This issue pulls together a valuable assortment of ideas and observations from research teams working with a variety of measurement feedback systems (MFS) to guide clinical care, while confronting and studying both the human and technological implementation challenges. Their collective insights paint a complicated picture that documents both promises and challenges associated with MFS. In our own efforts to improve service delivery in children’s mental health systems over the past 15 years, we have both used and developed such systems, and have thus encountered both the good and the bad firsthand. In the context of these papers, we would like to offer some general insights for consideration as the field moves forward.

Many of these insights concern the basic relation between technology and decision making. Technology generally does what we tell it to do, and thus not surprisingly, early developments in health information technology (HIT) managed the most essential and best-understood processes in health care systems, including utilization, billing, and documentation. These were the questions the field had to ask in order to function: who was seen when for what reason, and how it was paid for? But more recently, there has been a focus on the more complex questions we want to ask to guide clinical care: What treatments approaches are we using? Are they helping? What should we do when they are not? In hindsight, many of these questions were naively ambitious on our part, which may explain why they were often met with such equivocal answers as “22 sessions of individual therapy” or “30 days of residential,” along with the associated billing codes.

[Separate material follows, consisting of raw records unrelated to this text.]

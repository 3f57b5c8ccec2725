use clap::{Parser, Subcommand};
use tracing_subscriber::EnvFilter;

mod commands;
mod session;

use session::Session;

#[derive(Parser)]
#[command(name = "hearth", version, about = "Hearth habit tracker CLI")]
struct Cli {
    /// Account to act as (defaults to $HEARTH_USER, then "local")
    #[arg(long, global = true)]
    user: Option<String>,
    #[command(subcommand)]
    command: Commands,
}

#[derive(Subcommand)]
enum Commands {
    /// Habit management
    Habit {
        #[command(subcommand)]
        action: commands::habit::HabitAction,
    },
    /// Record today's result for a habit
    Checkin(commands::checkin::CheckinArgs),
    /// Attach a note to a day's entry
    Note(commands::checkin::NoteArgs),
    /// Browse and buy from the shop
    Shop {
        #[command(subcommand)]
        action: commands::shop::ShopAction,
    },
    /// Spend an inventory item
    Use(commands::shop::UseArgs),
    /// Coin wagers
    Wager {
        #[command(subcommand)]
        action: commands::wager::WagerAction,
    },
    /// Show coin balance
    Wallet,
    /// Show consumables and owned cosmetics
    Inventory,
    /// Show or change app settings
    Settings {
        #[command(subcommand)]
        action: Option<commands::settings::SettingsAction>,
    },
    /// Engine configuration
    Config {
        #[command(subcommand)]
        action: commands::config::ConfigAction,
    },
    /// Remote write queue
    Sync {
        #[command(subcommand)]
        action: commands::sync::SyncAction,
    },
    /// Account management
    Account {
        #[command(subcommand)]
        action: commands::account::AccountAction,
    },
}

fn init_tracing() {
    let filter = EnvFilter::try_from_env("HEARTH_LOG").unwrap_or_else(|_| EnvFilter::new("warn"));
    tracing_subscriber::fmt()
        .with_env_filter(filter)
        .with_writer(std::io::stderr)
        .init();
}

fn dispatch(command: Commands, session: &mut Session) -> commands::CmdResult {
    match command {
        Commands::Habit { action } => commands::habit::run(action, session),
        Commands::Checkin(args) => commands::checkin::run(args, session),
        Commands::Note(args) => commands::checkin::note(args, session),
        Commands::Shop { action } => commands::shop::run(action, session),
        Commands::Use(args) => commands::shop::use_item(args, session),
        Commands::Wager { action } => commands::wager::run(action, session),
        Commands::Wallet => commands::wallet::wallet(session),
        Commands::Inventory => commands::wallet::inventory(session),
        Commands::Settings { action } => commands::settings::run(action, session),
        Commands::Sync { action } => commands::sync::run(action, session),
        Commands::Account { action } => commands::account::run(action, session),
        Commands::Config { action } => commands::config::run(action),
    }
}

fn main() {
    init_tracing();
    let cli = Cli::parse();
    let result = match cli.command {
        Commands::Config { action } => commands::config::run(action),
        command => Session::open(cli.user).map_err(Into::into).and_then(|mut session| {
            let result = dispatch(command, &mut session);
            session.close();
            result
        }),
    };

    if let Err(e) = result {
        eprintln!("error: {e}");
        std::process::exit(1);
    }
}
//! Local key-value mirror for cold starts without a remote identity.
//!
//! Only a handful of scalar fields are mirrored. Once a gateway is attached
//! the remote store is authoritative and the mirror is write-only.

use rusqlite::{params, Connection, OptionalExtension};
use serde::{Deserialize, Serialize};
use std::path::Path;
use tracing::warn;

use crate::cache::LocalCache;
use crate::model::MultiplierWindow;

const KEY_BALANCE: &str = "wallet.balance";
const KEY_TOTAL_EARNED: &str = "wallet.total_earned";
const KEY_THEME: &str = "settings.theme_key";
const KEY_NOTIFICATIONS: &str = "settings.notifications";
const KEY_FREEZES: &str = "inventory.streak_freezes";
const KEY_MULTIPLIER: &str = "inventory.active_multiplier";
const KEY_FLAME_COLOR: &str = "inventory.active_flame_color";

/// SQLite-backed key-value store.
pub struct LocalMirror {
    conn: Connection,
}

impl LocalMirror {
    /// Open the mirror at `path`, creating the schema if needed.
    pub fn open(path: impl AsRef<Path>) -> Result<Self, rusqlite::Error> {
        let mirror = Self {
            conn: Connection::open(path)?,
        };
        mirror.migrate()?;
        Ok(mirror)
    }

    pub fn open_memory() -> Result<Self, rusqlite::Error> {
        let mirror = Self {
            conn: Connection::open_in_memory()?,
        };
        mirror.migrate()?;
        Ok(mirror)
    }

    fn migrate(&self) -> Result<(), rusqlite::Error> {
        self.conn.execute_batch(
            "CREATE TABLE IF NOT EXISTS kv (
                key   TEXT PRIMARY KEY,
                value TEXT NOT NULL
            );",
        )
    }

    pub fn kv_get(&self, key: &str) -> Result<Option<String>, rusqlite::Error> {
        self.conn
            .query_row("SELECT value FROM kv WHERE key = ?1", params![key], |row| row.get(0))
            .optional()
    }

    pub fn kv_set(&self, key: &str, value: &str) -> Result<(), rusqlite::Error> {
        self.conn.execute(
            "INSERT OR REPLACE INTO kv (key, value) VALUES (?1, ?2)",
            params![key, value],
        )?;
        Ok(())
    }

    pub fn kv_delete(&self, key: &str) -> Result<(), rusqlite::Error> {
        self.conn.execute("DELETE FROM kv WHERE key = ?1", params![key])?;
        Ok(())
    }

    /// Read the mirrored fields. Missing or malformed keys read as `None`.
    pub fn read_state(&self) -> Result<MirrorState, rusqlite::Error> {
        Ok(MirrorState {
            balance: self.parsed(KEY_BALANCE)?,
            total_earned: self.parsed(KEY_TOTAL_EARNED)?,
            theme_key: self.kv_get(KEY_THEME)?,
            notifications: self.json(KEY_NOTIFICATIONS)?,
            streak_freezes: self.parsed(KEY_FREEZES)?,
            active_multiplier: self.json(KEY_MULTIPLIER)?,
            active_flame_color: self.kv_get(KEY_FLAME_COLOR)?,
        })
    }

    /// Overwrite the mirrored fields with `state`.
    pub fn write_state(&self, state: &MirrorState) -> Result<(), rusqlite::Error> {
        let tx = self.conn.unchecked_transaction()?;
        self.put(KEY_BALANCE, state.balance.map(|v| v.to_string()))?;
        self.put(KEY_TOTAL_EARNED, state.total_earned.map(|v| v.to_string()))?;
        self.put(KEY_THEME, state.theme_key.clone())?;
        self.put(KEY_NOTIFICATIONS, to_json(&state.notifications))?;
        self.put(KEY_FREEZES, state.streak_freezes.map(|v| v.to_string()))?;
        self.put(KEY_MULTIPLIER, to_json(&state.active_multiplier))?;
        self.put(KEY_FLAME_COLOR, state.active_flame_color.clone())?;
        tx.commit()
    }

    fn put(&self, key: &str, value: Option<String>) -> Result<(), rusqlite::Error> {
        match value {
            Some(value) => self.kv_set(key, &value),
            None => self.kv_delete(key),
        }
    }

    fn parsed<T: std::str::FromStr>(&self, key: &str) -> Result<Option<T>, rusqlite::Error> {
        Ok(self.kv_get(key)?.and_then(|raw| match raw.parse() {
            Ok(value) => Some(value),
            Err(_) => {
                warn!(key, raw = %raw, "ignoring malformed mirror value");
                None
            }
        }))
    }

    fn json<T: serde::de::DeserializeOwned>(&self, key: &str) -> Result<Option<T>, rusqlite::Error> {
        Ok(self.kv_get(key)?.and_then(|raw| match serde_json::from_str(&raw) {
            Ok(value) => Some(value),
            Err(e) => {
                warn!(key, error = %e, "ignoring malformed mirror value");
                None
            }
        }))
    }
}

fn to_json<T: Serialize>(value: &Option<T>) -> Option<String> {
    value.as_ref().and_then(|v| serde_json::to_string(v).ok())
}

/// Notification preference as mirrored.
#[derive(Debug, Clone, Copy, PartialEq, Eq, Serialize, Deserialize)]
pub struct MirroredNotifications {
    pub enabled: bool,
    pub hour: u32,
    pub minute: u32,
}

/// The subset of session state kept in the mirror.
#[derive(Debug, Clone, Default, PartialEq, Serialize, Deserialize)]
pub struct MirrorState {
    pub balance: Option<u64>,
    pub total_earned: Option<u64>,
    pub theme_key: Option<String>,
    pub notifications: Option<MirroredNotifications>,
    pub streak_freezes: Option<u32>,
    pub active_multiplier: Option<MultiplierWindow>,
    pub active_flame_color: Option<String>,
}

impl MirrorState {
    pub fn capture(cache: &LocalCache) -> Self {
        let settings = cache.settings();
        let counts = &cache.inventory().counts;
        Self {
            balance: Some(cache.wallet().balance),
            total_earned: Some(cache.wallet().total_earned),
            theme_key: Some(settings.theme_key.clone()),
            notifications: Some(MirroredNotifications {
                enabled: settings.notifications_enabled,
                hour: settings.notification_hour,
                minute: settings.notification_minute,
            }),
            streak_freezes: Some(counts.streak_freezes),
            active_multiplier: counts.active_multiplier,
            active_flame_color: counts.active_flame_color.clone(),
        }
    }

    /// Copy every present field onto `cache`.
    pub fn apply_to(&self, cache: &mut LocalCache) {
        if let Some(balance) = self.balance {
            cache.wallet.balance = balance;
        }
        if let Some(total) = self.total_earned {
            cache.wallet.total_earned = total.max(cache.wallet.balance);
        }
        if let Some(theme) = &self.theme_key {
            cache.settings.theme_key = theme.clone();
        }
        if let Some(n) = self.notifications {
            cache.settings.notifications_enabled = n.enabled;
            cache.settings.notification_hour = n.hour;
            cache.settings.notification_minute = n.minute;
        }
        if let Some(freezes) = self.streak_freezes {
            cache.inventory.counts.streak_freezes = freezes;
        }
        if self.active_multiplier.is_some() {
            cache.inventory.counts.active_multiplier = self.active_multiplier;
        }
        if self.active_flame_color.is_some() {
            cache.inventory.counts.active_flame_color = self.active_flame_color.clone();
        }
    }
}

Thanks to a growing vanguard of thinkers, answering the clinically interesting questions is getting closer to a common reality. But precisely because technology does what we tell it to do, this function of HIT will not fully mature until we have better articulated the complex information models that underlie it. We can think of these latter questions as belonging to the domain of clinical decision support, as shown in Fig. 1. Note that there are many strategies to support decision making that don’t involve HIT (e.g., supervisor recommendations, use of a treatment manual), and there are many functions of HIT that don’t involve supporting clinical decision making (e.g., documentation, service authorization, scheduling).

Fig. 1
figure 1

Measurement feedback systems in the context of health information technology and clinical decision support. MFS measurement feedback systems

At this intersection lies a tremendous set of possibilities and opportunities, within which MFS serves a specific function. As the figure implies, although we believe there is much to explore within the context of MFS development—which entails a human-technology interaction defined by a user receiving measurement information in the form of a report or an alert (e.g., Bickman 2008)—there is even more work to be done within the broader context defined by the intersection of technology and clinical decision making (Fig. 1, shaded region). In this regard, we prefer a metaphor of telecommunication (or an interactive workspace), which suggests collaboration, communication, reasoning, interaction, and even design. Such systems of course can feed back information, but they should also be able to feed forward information to guide action (e.g., setting expectations for what should happen next, exploring “what if’s”).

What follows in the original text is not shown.